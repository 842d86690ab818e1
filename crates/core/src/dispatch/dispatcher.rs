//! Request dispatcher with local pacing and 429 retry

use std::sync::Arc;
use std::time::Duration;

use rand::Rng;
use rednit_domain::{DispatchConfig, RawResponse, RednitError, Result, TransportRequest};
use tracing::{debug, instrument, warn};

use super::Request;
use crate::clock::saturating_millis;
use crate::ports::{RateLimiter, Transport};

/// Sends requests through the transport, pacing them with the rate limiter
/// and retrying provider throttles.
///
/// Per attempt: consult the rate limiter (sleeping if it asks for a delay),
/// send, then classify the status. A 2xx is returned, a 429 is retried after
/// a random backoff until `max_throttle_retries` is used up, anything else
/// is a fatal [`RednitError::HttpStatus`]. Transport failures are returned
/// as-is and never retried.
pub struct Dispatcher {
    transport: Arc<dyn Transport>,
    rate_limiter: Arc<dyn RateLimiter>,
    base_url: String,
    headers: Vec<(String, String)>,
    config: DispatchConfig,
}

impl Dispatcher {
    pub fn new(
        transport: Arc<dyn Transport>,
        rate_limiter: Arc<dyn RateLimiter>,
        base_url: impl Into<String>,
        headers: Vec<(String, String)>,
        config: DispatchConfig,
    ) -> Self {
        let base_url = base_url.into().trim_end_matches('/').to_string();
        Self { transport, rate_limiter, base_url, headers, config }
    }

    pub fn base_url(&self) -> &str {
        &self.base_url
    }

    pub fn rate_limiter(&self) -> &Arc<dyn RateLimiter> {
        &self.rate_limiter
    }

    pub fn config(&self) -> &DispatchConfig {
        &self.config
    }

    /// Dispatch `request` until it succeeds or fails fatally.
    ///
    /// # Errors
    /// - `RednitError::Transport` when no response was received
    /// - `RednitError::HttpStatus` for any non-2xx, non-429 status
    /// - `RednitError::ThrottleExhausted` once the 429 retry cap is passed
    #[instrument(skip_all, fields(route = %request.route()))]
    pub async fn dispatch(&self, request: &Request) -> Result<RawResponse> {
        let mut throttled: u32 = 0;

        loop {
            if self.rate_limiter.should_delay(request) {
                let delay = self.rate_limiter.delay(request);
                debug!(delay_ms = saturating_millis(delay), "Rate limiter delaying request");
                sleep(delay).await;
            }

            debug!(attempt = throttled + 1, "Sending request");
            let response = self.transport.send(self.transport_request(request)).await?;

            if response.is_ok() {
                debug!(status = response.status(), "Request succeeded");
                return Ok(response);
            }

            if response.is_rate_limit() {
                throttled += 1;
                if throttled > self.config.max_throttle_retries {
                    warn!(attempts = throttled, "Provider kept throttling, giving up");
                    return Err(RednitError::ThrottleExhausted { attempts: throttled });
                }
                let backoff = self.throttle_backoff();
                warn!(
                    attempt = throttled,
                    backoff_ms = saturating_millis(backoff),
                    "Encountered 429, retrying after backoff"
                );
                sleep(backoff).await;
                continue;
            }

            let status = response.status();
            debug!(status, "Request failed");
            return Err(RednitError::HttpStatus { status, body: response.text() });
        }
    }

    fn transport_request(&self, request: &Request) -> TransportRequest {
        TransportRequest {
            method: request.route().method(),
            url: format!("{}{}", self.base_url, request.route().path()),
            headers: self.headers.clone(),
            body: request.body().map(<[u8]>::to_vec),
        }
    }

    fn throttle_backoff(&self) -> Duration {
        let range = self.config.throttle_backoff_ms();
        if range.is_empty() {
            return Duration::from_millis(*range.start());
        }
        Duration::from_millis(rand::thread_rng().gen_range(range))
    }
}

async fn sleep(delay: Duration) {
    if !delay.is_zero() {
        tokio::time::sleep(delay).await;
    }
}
---
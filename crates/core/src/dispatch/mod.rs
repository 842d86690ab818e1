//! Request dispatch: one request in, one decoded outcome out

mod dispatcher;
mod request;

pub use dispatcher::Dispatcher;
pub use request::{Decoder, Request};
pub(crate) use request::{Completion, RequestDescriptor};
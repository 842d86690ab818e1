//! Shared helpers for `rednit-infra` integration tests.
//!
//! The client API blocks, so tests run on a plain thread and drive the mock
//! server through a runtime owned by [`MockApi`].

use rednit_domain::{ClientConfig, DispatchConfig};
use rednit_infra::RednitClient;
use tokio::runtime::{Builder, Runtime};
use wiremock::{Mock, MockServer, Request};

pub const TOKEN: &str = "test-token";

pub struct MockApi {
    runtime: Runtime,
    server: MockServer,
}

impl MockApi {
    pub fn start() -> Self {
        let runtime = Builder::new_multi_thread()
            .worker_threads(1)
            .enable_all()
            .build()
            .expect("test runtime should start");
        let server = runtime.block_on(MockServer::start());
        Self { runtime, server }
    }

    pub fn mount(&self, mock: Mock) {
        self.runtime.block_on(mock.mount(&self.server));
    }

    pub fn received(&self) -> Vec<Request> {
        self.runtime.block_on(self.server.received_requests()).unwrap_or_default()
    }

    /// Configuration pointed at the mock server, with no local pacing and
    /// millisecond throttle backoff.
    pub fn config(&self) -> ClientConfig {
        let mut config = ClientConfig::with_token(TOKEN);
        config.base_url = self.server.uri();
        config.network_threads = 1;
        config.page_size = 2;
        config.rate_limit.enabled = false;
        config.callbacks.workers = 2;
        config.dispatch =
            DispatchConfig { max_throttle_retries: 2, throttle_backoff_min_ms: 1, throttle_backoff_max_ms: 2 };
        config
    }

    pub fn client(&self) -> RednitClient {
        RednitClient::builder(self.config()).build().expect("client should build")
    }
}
==
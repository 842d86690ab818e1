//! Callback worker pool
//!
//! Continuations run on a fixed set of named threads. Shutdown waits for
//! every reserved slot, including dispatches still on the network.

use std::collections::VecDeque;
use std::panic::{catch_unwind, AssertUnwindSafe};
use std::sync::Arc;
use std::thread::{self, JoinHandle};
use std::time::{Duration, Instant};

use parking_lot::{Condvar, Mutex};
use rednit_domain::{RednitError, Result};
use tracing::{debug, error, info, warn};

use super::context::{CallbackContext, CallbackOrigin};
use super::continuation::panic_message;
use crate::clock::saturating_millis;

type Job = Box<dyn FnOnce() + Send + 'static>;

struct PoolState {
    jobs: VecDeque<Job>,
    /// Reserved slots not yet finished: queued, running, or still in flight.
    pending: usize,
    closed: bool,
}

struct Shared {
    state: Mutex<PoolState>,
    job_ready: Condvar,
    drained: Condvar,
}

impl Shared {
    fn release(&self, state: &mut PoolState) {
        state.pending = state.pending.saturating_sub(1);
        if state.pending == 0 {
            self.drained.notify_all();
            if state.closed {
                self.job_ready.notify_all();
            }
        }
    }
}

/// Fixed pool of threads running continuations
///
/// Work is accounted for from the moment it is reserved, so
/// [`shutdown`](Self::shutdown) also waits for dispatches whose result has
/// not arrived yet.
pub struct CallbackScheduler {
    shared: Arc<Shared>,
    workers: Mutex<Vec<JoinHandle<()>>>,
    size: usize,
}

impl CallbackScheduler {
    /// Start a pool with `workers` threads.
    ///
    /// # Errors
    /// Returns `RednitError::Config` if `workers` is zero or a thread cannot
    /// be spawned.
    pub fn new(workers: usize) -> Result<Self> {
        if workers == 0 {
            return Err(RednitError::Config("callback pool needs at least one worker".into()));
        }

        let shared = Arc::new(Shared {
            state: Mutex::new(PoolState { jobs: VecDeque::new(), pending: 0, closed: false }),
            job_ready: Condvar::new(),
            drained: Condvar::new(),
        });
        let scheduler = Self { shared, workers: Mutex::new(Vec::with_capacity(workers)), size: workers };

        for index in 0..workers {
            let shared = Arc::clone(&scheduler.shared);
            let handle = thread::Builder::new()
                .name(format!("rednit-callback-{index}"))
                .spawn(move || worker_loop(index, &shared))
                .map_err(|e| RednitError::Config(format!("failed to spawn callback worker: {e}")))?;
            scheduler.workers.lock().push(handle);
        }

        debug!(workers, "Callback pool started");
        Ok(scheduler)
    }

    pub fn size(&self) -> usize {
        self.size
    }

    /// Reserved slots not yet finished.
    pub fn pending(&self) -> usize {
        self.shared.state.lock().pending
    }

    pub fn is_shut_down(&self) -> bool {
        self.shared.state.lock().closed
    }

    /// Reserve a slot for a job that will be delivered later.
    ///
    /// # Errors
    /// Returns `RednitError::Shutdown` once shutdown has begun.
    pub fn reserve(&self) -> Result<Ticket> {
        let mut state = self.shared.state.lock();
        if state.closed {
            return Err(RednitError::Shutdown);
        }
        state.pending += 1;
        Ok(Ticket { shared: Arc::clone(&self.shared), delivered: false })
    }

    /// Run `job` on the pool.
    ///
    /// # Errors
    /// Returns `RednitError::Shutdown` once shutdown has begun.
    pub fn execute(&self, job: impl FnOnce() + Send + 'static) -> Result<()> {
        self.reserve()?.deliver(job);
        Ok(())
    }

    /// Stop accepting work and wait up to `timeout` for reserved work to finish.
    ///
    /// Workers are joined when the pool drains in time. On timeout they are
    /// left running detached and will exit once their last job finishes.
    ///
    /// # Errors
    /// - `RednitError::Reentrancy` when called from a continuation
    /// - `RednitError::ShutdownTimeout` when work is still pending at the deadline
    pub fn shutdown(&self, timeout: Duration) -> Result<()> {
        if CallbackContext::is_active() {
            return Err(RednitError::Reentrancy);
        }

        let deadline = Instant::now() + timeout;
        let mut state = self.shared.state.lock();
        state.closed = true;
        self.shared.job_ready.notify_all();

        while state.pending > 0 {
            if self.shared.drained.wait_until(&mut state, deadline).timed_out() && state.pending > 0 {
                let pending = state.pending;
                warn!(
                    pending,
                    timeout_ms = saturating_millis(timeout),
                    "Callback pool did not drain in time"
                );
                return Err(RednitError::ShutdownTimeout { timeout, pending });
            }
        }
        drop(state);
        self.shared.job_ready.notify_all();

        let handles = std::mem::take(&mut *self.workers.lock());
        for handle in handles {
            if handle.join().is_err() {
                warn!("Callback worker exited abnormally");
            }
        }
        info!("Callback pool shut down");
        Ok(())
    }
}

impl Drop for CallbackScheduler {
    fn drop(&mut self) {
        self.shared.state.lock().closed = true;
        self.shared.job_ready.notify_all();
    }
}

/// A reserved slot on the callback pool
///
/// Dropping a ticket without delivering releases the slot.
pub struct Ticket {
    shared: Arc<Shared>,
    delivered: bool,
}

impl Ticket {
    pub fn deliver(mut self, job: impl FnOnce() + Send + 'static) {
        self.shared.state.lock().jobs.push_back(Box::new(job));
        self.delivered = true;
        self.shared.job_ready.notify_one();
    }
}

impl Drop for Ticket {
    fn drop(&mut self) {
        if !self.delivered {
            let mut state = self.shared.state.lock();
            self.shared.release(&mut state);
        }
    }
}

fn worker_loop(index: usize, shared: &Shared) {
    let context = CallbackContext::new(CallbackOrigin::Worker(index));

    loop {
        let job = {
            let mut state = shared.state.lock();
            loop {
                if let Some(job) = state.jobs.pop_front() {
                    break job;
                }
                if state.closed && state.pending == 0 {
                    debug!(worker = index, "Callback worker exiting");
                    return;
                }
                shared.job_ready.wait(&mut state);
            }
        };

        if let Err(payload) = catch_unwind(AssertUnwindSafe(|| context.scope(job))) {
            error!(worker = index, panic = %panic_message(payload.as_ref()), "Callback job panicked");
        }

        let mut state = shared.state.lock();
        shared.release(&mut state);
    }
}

## Task to complete
Bring together all lines of the entries above in which the string "Reentrancy" occurs.

## Worked solution
    /// - `RednitError::Reentrancy` when called from a continuation
            return Err(RednitError::Reentrancy);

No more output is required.